=== Section Start ===

//! Reassembles subword NER output into whole entities.

use crate::domain::model::{MergedEntity, NerToken};

const CONTINUATION_PREFIX: &str = "##";

#[derive(Debug, Clone, Copy, PartialEq, Eq)]
enum BioTag<'a> {
    Begin(&'a str),
    Inside(&'a str),
    Outside,
}

fn parse_tag(tag: &str) -> BioTag<'_> {
    if tag == "O" || tag.is_empty() {
        BioTag::Outside
    } else if let Some(label) = tag.strip_prefix("B-") {
        BioTag::Begin(label)
    } else if let Some(label) = tag.strip_prefix("I-") {
        BioTag::Inside(label)
    } else {
        // Aggregated pipelines emit bare labels
        BioTag::Inside(tag)
    }
}

struct OpenEntity {
    label: String,
    word: String,
    start: usize,
    end: usize,
    score_sum: f64,
    count: usize,
}

impl OpenEntity {
    fn begin(label: &str, token: &NerToken) -> Self {
        let (_, piece) = split_continuation(&token.word);
        Self {
            label: label.to_string(),
            word: piece.to_string(),
            start: token.start,
            end: token.end,
            score_sum: token.score,
            count: 1,
        }
    }

    fn extend(&mut self, token: &NerToken) {
        let (continuation, piece) = split_continuation(&token.word);
        if !continuation && token.start > self.end {
            self.word.push(' ');
        }
        self.word.push_str(piece);
        self.end = token.end;
        self.score_sum += token.score;
        self.count += 1;
    }

    fn finish(self) -> MergedEntity {
        MergedEntity {
            label: self.label,
            word: self.word,
            score: self.score_sum / self.count as f64,
            start: self.start,
            end: self.end,
        }
    }
}

fn split_continuation(word: &str) -> (bool, &str) {
    match word.strip_prefix(CONTINUATION_PREFIX) {
        Some(rest) => (true, rest),
        None => (false, word),
    }
}

/// Merges each maximal contiguous BIO run into one entity.
///
/// The entity score is the arithmetic mean of its token scores, independent
/// of token order.
pub fn merge_tokens(tokens: &[NerToken]) -> Vec<MergedEntity> {
    let mut entities = Vec::new();
    let mut current: Option<OpenEntity> = None;

    for token in tokens {
        match parse_tag(&token.entity) {
            BioTag::Begin(label) => {
                if let Some(entity) = current.take() {
                    entities.push(entity.finish());
                }
                current = Some(OpenEntity::begin(label, token));
            }
            BioTag::Inside(label) => match current.as_mut() {
                Some(entity) if entity.label == label => entity.extend(token),
                _ => {
                    // An I- tag with a new label opens its own run
                    if let Some(entity) = current.take() {
                        entities.push(entity.finish());
                    }
                    current = Some(OpenEntity::begin(label, token));
                }
            },
            BioTag::Outside => {
                if let Some(entity) = current.take() {
                    entities.push(entity.finish());
                }
            }
        }
    }

    if let Some(entity) = current {
        entities.push(entity.finish());
    }

    entities
}

/// Merged entities split by coarse category, de-duplicated in order of appearance.
#[derive(Debug, Clone, Default, PartialEq)]
pub struct EntityGroups {
    pub people: Vec<MergedEntity>,
    pub locations: Vec<MergedEntity>,
    pub dates: Vec<MergedEntity>,
    pub quantities: Vec<MergedEntity>,
}

impl EntityGroups {
    pub fn people_names(&self) -> Vec<&str> {
        self.people.iter().map(|e| e.word.as_str()).collect()
    }

    /// Date fragments joined in sentence order, ready for the date extractor.
    pub fn date_text(&self) -> String {
        self.dates
            .iter()
            .map(|e| e.word.as_str())
            .collect::<Vec<_>>()
            .join(" ")
    }
}

fn push_unique(bucket: &mut Vec<MergedEntity>, entity: &MergedEntity) {
    if !bucket.iter().any(|e| e.word == entity.word) {
        bucket.push(entity.clone());
    }
}

pub fn group_entities(entities: &[MergedEntity]) -> EntityGroups {
    let mut groups = EntityGroups::default();

    for entity in entities {
        match entity.label.as_str() {
            "PS" | "PER" | "PERSON" => push_unique(&mut groups.people, entity),
            "LC" | "LOC" | "LOCATION" | "GPE" => push_unique(&mut groups.locations, entity),
            // Dates keep repeats: "3월" may open both ends of a range
            "DT" | "DAT" | "DATE" => groups.dates.push(entity.clone()),
            "QT" | "QTY" | "MONEY" => push_unique(&mut groups.quantities, entity),
            other => tracing::trace!("Ignoring entity label {}", other),
        }
    }

    groups
}

#[cfg(test)]
mod tests {
    use super::*;

    fn token(entity: &str, score: f64, word: &str, start: usize, end: usize) -> NerToken {
        NerToken {
            entity: entity.to_string(),
            score,
            index: 0,
            word: word.to_string(),
            start,
            end,
        }
    }

    /// Token-level output for "김민수와 정혜진이 서울에서 부산으로 출장 간다. 3월 15일부터 3월 17일까지."
    fn sample_tokens() -> Vec<NerToken> {
        vec![
            token("B-PS", 0.98651475, "김민", 0, 2),
            token("I-PS", 0.9643779, "##수", 2, 3),
            token("B-PS", 0.9851303, "정혜", 5, 7),
            token("I-PS", 0.9753617, "##진", 7, 8),
            token("B-LC", 0.96146035, "서울", 10, 12),
            token("B-LC", 0.94671685, "부산", 15, 17),
            token("B-DT", 0.9254558, "3", 20, 21),
            token("I-DT", 0.9526009, "##월", 21, 22),
            token("I-DT", 0.963946, "15", 23, 25),
            token("I-DT", 0.9655288, "##일", 25, 26),
            token("I-DT", 0.93977803, "##부터", 26, 28),
            token("I-DT", 0.86626637, "3", 29, 30),
            token("I-DT", 0.8294799, "##월", 30, 31),
            token("I-DT", 0.82268816, "17", 32, 34),
            token("I-DT", 0.76479125, "##일", 34, 35),
            token("I-DT", 0.7750262, "##까", 35, 36),
            token("I-DT", 0.7814053, "##지", 36, 37),
        ]
    }

    #[test]
    fn test_begin_inside_pair_merges_into_one_entity() {
        let merged = merge_tokens(&[
            token("B-PS", 0.9, "김민", 0, 2),
            token("I-PS", 0.7, "##수", 2, 3),
        ]);

        assert_eq!(merged.len(), 1);
        assert_eq!(merged[0].label, "PS");
        assert_eq!(merged[0].word, "김민수");
        assert_eq!(merged[0].start, 0);
        assert_eq!(merged[0].end, 3);
    }

    #[test]
    fn test_score_is_true_mean() {
        let merged = merge_tokens(&[
            token("B-DT", 0.9, "3", 0, 1),
            token("I-DT", 0.6, "##월", 1, 2),
            token("I-DT", 0.3, "##일", 2, 3),
        ]);

        // A pairwise running average would give 0.45
        assert!((merged[0].score - 0.6).abs() < 1e-9);
    }

    #[test]
    fn test_sample_sentence_merging() {
        let merged = merge_tokens(&sample_tokens());
        let words: Vec<&str> = merged.iter().map(|e| e.word.as_str()).collect();

        assert_eq!(
            words,
            vec!["김민수", "정혜진", "서울", "부산", "3월 15일부터 3월 17일까지"]
        );
        assert_eq!(merged[4].start, 20);
        assert_eq!(merged[4].end, 37);
    }

    #[test]
    fn test_outside_tag_closes_entity() {
        let merged = merge_tokens(&[
            token("B-LC", 0.9, "서울", 0, 2),
            token("O", 0.99, "에서", 2, 4),
            token("I-LC", 0.8, "부산", 5, 7),
        ]);

        assert_eq!(merged.len(), 2);
        assert_eq!(merged[1].word, "부산");
    }

    #[test]
    fn test_inside_with_different_label_starts_new_entity() {
        let merged = merge_tokens(&[
            token("B-PS", 0.9, "김민수", 0, 3),
            token("I-LC", 0.8, "서울", 4, 6),
        ]);

        assert_eq!(merged.len(), 2);
        assert_eq!(merged[1].label, "LC");
    }

    #[test]
    fn test_empty_input_yields_nothing() {
        assert!(merge_tokens(&[]).is_empty());
    }

    #[test]
    fn test_grouping_splits_categories() {
        let groups = group_entities(&merge_tokens(&sample_tokens()));

        assert_eq!(groups.people_names(), vec!["김민수", "정혜진"]);
        assert_eq!(groups.locations.len(), 2);
        assert_eq!(groups.date_text(), "3월 15일부터 3월 17일까지");
        assert!(groups.quantities.is_empty());
    }

    #[test]
    fn test_grouping_deduplicates_people() {
        let entities = merge_tokens(&[
            token("B-PS", 0.9, "김민수", 0, 3),
            token("B-PS", 0.9, "김민수", 10, 13),
        ]);
        assert_eq!(group_entities(&entities).people.len(), 1);
    }
}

=== Section End ===

• Description of the task: Look through the data above. Each line containing the word "else" needs to be copied.

• Answer to this exercise:
    } else if let Some(label) = tag.strip_prefix("B-") {
    } else if let Some(label) = tag.strip_prefix("I-") {
    } else {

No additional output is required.